Grilled Oysters With Thai Marinade
For those who can’t stomach the idea of a raw oyster, grilling is a great way to enjoy these healthful shellfish. The best part? There is no need to shuck, as steam inside the shell will pop them open once cooked through. Dab on some spicy barbeque sauce or drizzle with a simple Thai marinade and you’ve got an impressive appetizer.
· 2 dozen fresh oysters in the shell
· 1/3 cup lime juice
· 2 tablespoons fish sauce
· 1 tablespoon sugar
· 1 small clove garlic, minced
· 1/2 teaspoon Sriracha or chile sauce
· 2 tablespoons fresh herbs (any combination of cilantro, mint or Thai basil)
Wisk together everything but the oysters in a small bowl and (set aside. Preheat grill to medium-high. Prepare a serving platter for oysters.
To grill oysters
Place oysters flat side up directly on the grill. Close the lid and cook the oysters for 3 to 5 minutes, or until the top shells pop open. Using an oven mitt or tongs, transfer the oysters to a serving platter, trying to keep most of the juices inside the shell. Cut off the top shell with a sharp knife. Spoon a tablespoon of sauce onto each oyster, and return to the grill. Close lid and cook for another 2-3 minutes until bubbling. Place cooked oysters on a platter with small forks to serve. Makes 6 to 8 appetizer-sized servings. Recipe adapted from Eating Well.
A delicious oyster stew is perfect when you’re cooking for company. In this healthy version, milk replaces heavy cream, giving the soup a lighter texture and letting the meaty oyster flavor take center stage.
· 1 tablespoon olive oil
· 2 cups diced onion
· 1 cup diced celery
· 1/2 teaspoon each of salt and pepper
· 1 teaspoon dried thyme
· 1/2 cup dry white wine
· 3 tablespoons flour
· 2 8-ounce bottles clam juice
· 1 pound red-skinned or new potatoes, diced into cubes
· 1 pound shucked oysters, coarsely chopped (reserve juice)
· 1 1/2 cups 2 percent or whole milk
· 2 tablespoons each of chopped fresh parsley and chives
Melt oil over medium heat in a large, heavy bottomed soup pot. Add the onion, celery, salt, pepper and thyme. Cook 4 to 5 minutes until vegetables start to soften. Add wine, clam juice and potatoes, then cover and bring to a low simmer. Cook for 10 to 15 minutes until the potatoes are tender. Whisk 1/2 cup milk with flour until smooth and then stir into the stew. Add remaining milk and let simmer over medium low heat, stirring constantly for 4-5 minutes or until it starts to thicken. Do not let it come to a boil or it will curdle. Stir in oysters, oyster juice and herbs; bring back to a low simmer and then immediately remove from the heat. Stir in parsley and chives and let stand for 5 minutes to finish cooking the oysters. Serve with crusty bread and additional black pepper.

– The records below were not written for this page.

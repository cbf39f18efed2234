//! Retriever: dense similarity search over the vector index.

use std::cmp::Ordering;

use thiserror::Error;
use tracing::debug;

use crate::indexing::embeddings::{EmbeddingError, Embedder};
use crate::indexing::vector_store::{ScoredRecord, VectorIndex, VectorStoreError};
use crate::models::assessment::AssessmentRecord;
use crate::models::query::{QueryFilter, StructuredQuery};

/// Extra hits requested beyond `k` so that score ties at the cut are settled by id here,
/// not by the backend's internal order.
const TIE_MARGIN: usize = 10;

#[derive(Debug, Error)]
pub enum RetrievalError {
    #[error("query embedding failed: {0}")]
    Embedding(#[from] EmbeddingError),

    #[error("vector search failed: {0}")]
    VectorStore(#[from] VectorStoreError),

    #[error("embedding model returned no vector for the query")]
    NoVector,
}

/// Top-`k` records for `query`, most similar first, ties broken by id.
///
/// The query's hard constraints are applied inside the search and re-checked on the hits.
/// Individual solutions are preferred; if none match, the search is repeated across all
/// solution types. `k == 0` returns nothing without touching either service.
pub async fn retrieve(
    query: &StructuredQuery,
    k: usize,
    embedder: &dyn Embedder,
    index: &dyn VectorIndex,
) -> Result<Vec<ScoredRecord>, RetrievalError> {
    if k == 0 {
        return Ok(Vec::new());
    }
    let text = query.search_text();
    if text.trim().is_empty() {
        return Ok(Vec::new());
    }

    let vector = embed_query(&text, embedder).await?;
    let filter = query.filter();

    let fetch = k.saturating_add(TIE_MARGIN);
    let mut hits = search_checked(index, &vector, &filter, fetch).await?;
    if hits.is_empty() && filter.solution_type.is_some() {
        debug!("No individual solutions matched; widening to all solution types");
        hits = search_checked(index, &vector, &filter.without_solution_type(), fetch).await?;
    }

    hits.sort_by(|a, b| {
        b.score
            .partial_cmp(&a.score)
            .unwrap_or(Ordering::Equal)
            .then_with(|| a.record.id.cmp(&b.record.id))
    });
    hits.truncate(k);
    debug!(k, returned = hits.len(), "Retrieved candidates");
    Ok(hits)
}

/// Vector search on the raw text, skipping extraction and reranking.
pub async fn retrieve_raw(
    text: &str,
    k: usize,
    embedder: &dyn Embedder,
    index: &dyn VectorIndex,
) -> Result<Vec<AssessmentRecord>, RetrievalError> {
    let query = StructuredQuery::unconstrained(text);
    let hits = retrieve(&query, k, embedder, index).await?;
    Ok(hits.into_iter().map(|hit| hit.record).collect())
}

async fn embed_query(text: &str, embedder: &dyn Embedder) -> Result<Vec<f32>, RetrievalError> {
    let mut vectors = embedder.embed(&[text.to_string()]).await?;
    if vectors.is_empty() {
        return Err(RetrievalError::NoVector);
    }
    Ok(vectors.swap_remove(0))
}

async fn search_checked(
    index: &dyn VectorIndex,
    vector: &[f32],
    filter: &QueryFilter,
    k: usize,
) -> Result<Vec<ScoredRecord>, RetrievalError> {
    let mut hits = index.search(vector, filter, k).await?;
    hits.retain(|hit| filter.matches(&hit.record));
    Ok(hits)
}

#[cfg(test)]
mod tests {
    use std::collections::BTreeSet;

    use async_trait::async_trait;

    use super::*;
    use crate::indexing::vector_store::EmbeddingEntry;
    use crate::recommend::fixtures::{built_index, embedder, record};

    /// Every record scores the same and comes back in descending id order, cut at `limit`.
    struct TiedIndex {
        records: Vec<AssessmentRecord>,
    }

    #[async_trait]
    impl VectorIndex for TiedIndex {
        async fn recreate(&self, _dimension: usize) -> Result<(), VectorStoreError> {
            Ok(())
        }

        async fn upsert(
            &self,
            _points: &[(EmbeddingEntry, AssessmentRecord)],
        ) -> Result<(), VectorStoreError> {
            Ok(())
        }

        async fn search(
            &self,
            _vector: &[f32],
            _filter: &QueryFilter,
            limit: usize,
        ) -> Result<Vec<ScoredRecord>, VectorStoreError> {
            let mut records = self.records.clone();
            records.sort_by(|a, b| b.id.cmp(&a.id));
            Ok(records
                .into_iter()
                .take(limit)
                .map(|record| ScoredRecord { record, score: 0.5 })
                .collect())
        }

        async fn count(&self) -> Result<usize, VectorStoreError> {
            Ok(self.records.len())
        }
    }

    fn cognitive_query() -> StructuredQuery {
        StructuredQuery {
            preferred_test_types: BTreeSet::from(["cognitive ability".to_string()]),
            remote_testing: Some(true),
            max_duration: Some(30),
            ..StructuredQuery::default()
        }
        .with_description("Looking for a cognitive ability test, remote, under 30 minutes")
    }

    fn ids(hits: &[ScoredRecord]) -> Vec<&str> {
        hits.iter().map(|h| h.record.id.as_str()).collect()
    }

    #[tokio::test]
    async fn test_zero_k_makes_no_calls() {
        let embedder = embedder();
        let index = built_index().await;
        let hits = retrieve(&cognitive_query(), 0, &embedder, &index).await.unwrap();
        assert!(hits.is_empty());
        assert_eq!(*embedder.calls.lock().unwrap(), 0);
    }

    #[tokio::test]
    async fn test_length_never_exceeds_k() {
        let embedder = embedder();
        let index = built_index().await;
        let query = StructuredQuery::unconstrained("assessment");
        for k in 0..12 {
            let hits = retrieve(&query, k, &embedder, &index).await.unwrap();
            assert!(hits.len() <= k, "k={k} returned {}", hits.len());
        }
    }

    #[tokio::test]
    async fn test_hard_constraints_hold_for_every_hit() {
        let embedder = embedder();
        let index = built_index().await;

        let hits = retrieve(&cognitive_query(), 10, &embedder, &index).await.unwrap();

        assert_eq!(
            ids(&hits),
            vec!["verify-numerical-ability", "verify-verbal-ability"]
        );
        for hit in &hits {
            assert!(hit.record.remote_testing);
            assert!(hit.record.duration.unwrap() <= 30);
            assert!(hit.record.test_types.contains("Ability & Aptitude"));
        }
    }

    #[tokio::test]
    async fn test_results_sorted_by_score_then_id() {
        let embedder = embedder();
        let index = built_index().await;
        let query = StructuredQuery::unconstrained("java");

        let hits = retrieve(&query, 10, &embedder, &index).await.unwrap();

        assert_eq!(hits[0].record.id, "java-8");
        for pair in hits.windows(2) {
            assert!(
                pair[0].score > pair[1].score
                    || (pair[0].score == pair[1].score && pair[0].record.id < pair[1].record.id)
            );
        }
    }

    #[tokio::test]
    async fn test_falls_back_to_prepackaged_when_no_individual_matches() {
        let embedder = embedder();
        let index = built_index().await;
        // only the packaged solution supports adaptive testing
        let query = StructuredQuery {
            adaptive_support: Some(true),
            ..StructuredQuery::default()
        }
        .with_description("account manager");

        let hits = retrieve(&query, 5, &embedder, &index).await.unwrap();

        assert_eq!(ids(&hits), vec!["account-manager-solution"]);
    }

    #[tokio::test]
    async fn test_ties_at_the_cut_are_settled_by_id() {
        let index = TiedIndex {
            records: ["a", "b", "c", "d", "e"]
                .iter()
                .map(|id| record(id, id, &["Knowledge & Skills"], true, Some(10)))
                .collect(),
        };
        let query = StructuredQuery::unconstrained("java");

        let hits = retrieve(&query, 2, &embedder(), &index).await.unwrap();

        assert_eq!(ids(&hits), vec!["a", "b"]);
    }

    #[tokio::test]
    async fn test_unmapped_test_type_phrase_does_not_empty_results() {
        let embedder = embedder();
        let index = built_index().await;
        let query = StructuredQuery {
            role: "Java Developer".to_string(),
            required_skills: vec!["Java".to_string()],
            preferred_test_types: BTreeSet::from(["Adaptability".to_string()]),
            ..StructuredQuery::default()
        };

        let hits = retrieve(&query, 5, &embedder, &index).await.unwrap();

        assert_eq!(hits[0].record.id, "java-8");
    }

    #[tokio::test]
    async fn test_retrieve_raw_uses_unconstrained_text() {
        let embedder = embedder();
        let index = built_index().await;
        let results = retrieve_raw("java developer", 3, &embedder, &index).await.unwrap();
        assert_eq!(results.len(), 3);
        assert_eq!(results[0].id, "java-8");
        assert_eq!(*embedder.calls.lock().unwrap(), 1);
    }

    #[tokio::test]
    async fn test_unbuilt_index_is_an_error() {
        let embedder = embedder();
        let index = crate::indexing::vector_store::LocalIndex::in_memory();
        let err = retrieve(&cognitive_query(), 5, &embedder, &index)
            .await
            .unwrap_err();
        assert!(matches!(err, RetrievalError::VectorStore(VectorStoreError::NotBuilt)));
    }
}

Oysters on the Half Shell With Shallot Mignonette
For the purist, there is nothing better than a dozen freshly shucked oysters, served straight up on the half-shell with a bit of lemon and shallot mignonette. Mignonette is a simple shallot-vinegar-pepper mixture and a traditional accompaniment to oysters. If you don’t have champagne vinegar, substitute equal parts white or red wine vinegar and rice vinegar. The mignonette tastes better the longer it sits, as the bite of the onion mellows with time.
· 1 dozen oysters, freshly shucked (watch Serious Eats’ instructional video)
· 1 small shallot, finely minced
· 1/4 cup champagne vinegar
· 1/2 teaspoon each of salt and freshly ground pepper
· Lemon wedges
Mix together shallot, champagne vinegar, salt and pepper. Transfer to a small bowl and place in the center of a large, wide bowl or serving dish (see Serving Tips). Nestle shucked oysters around mignonette along with a few lemon wedges and small forks to serve.
Oyster Serving Tips
Oysters tip easily when placed on a flat serving tray, spilling the delicious oyster “liquor.” To keep them upright, fill a wide, shallow bowl with coarse salt, and nestle the oysters into the salt bed to serve. Rice, lentils or even beans can be also be used as a nest to serve oysters.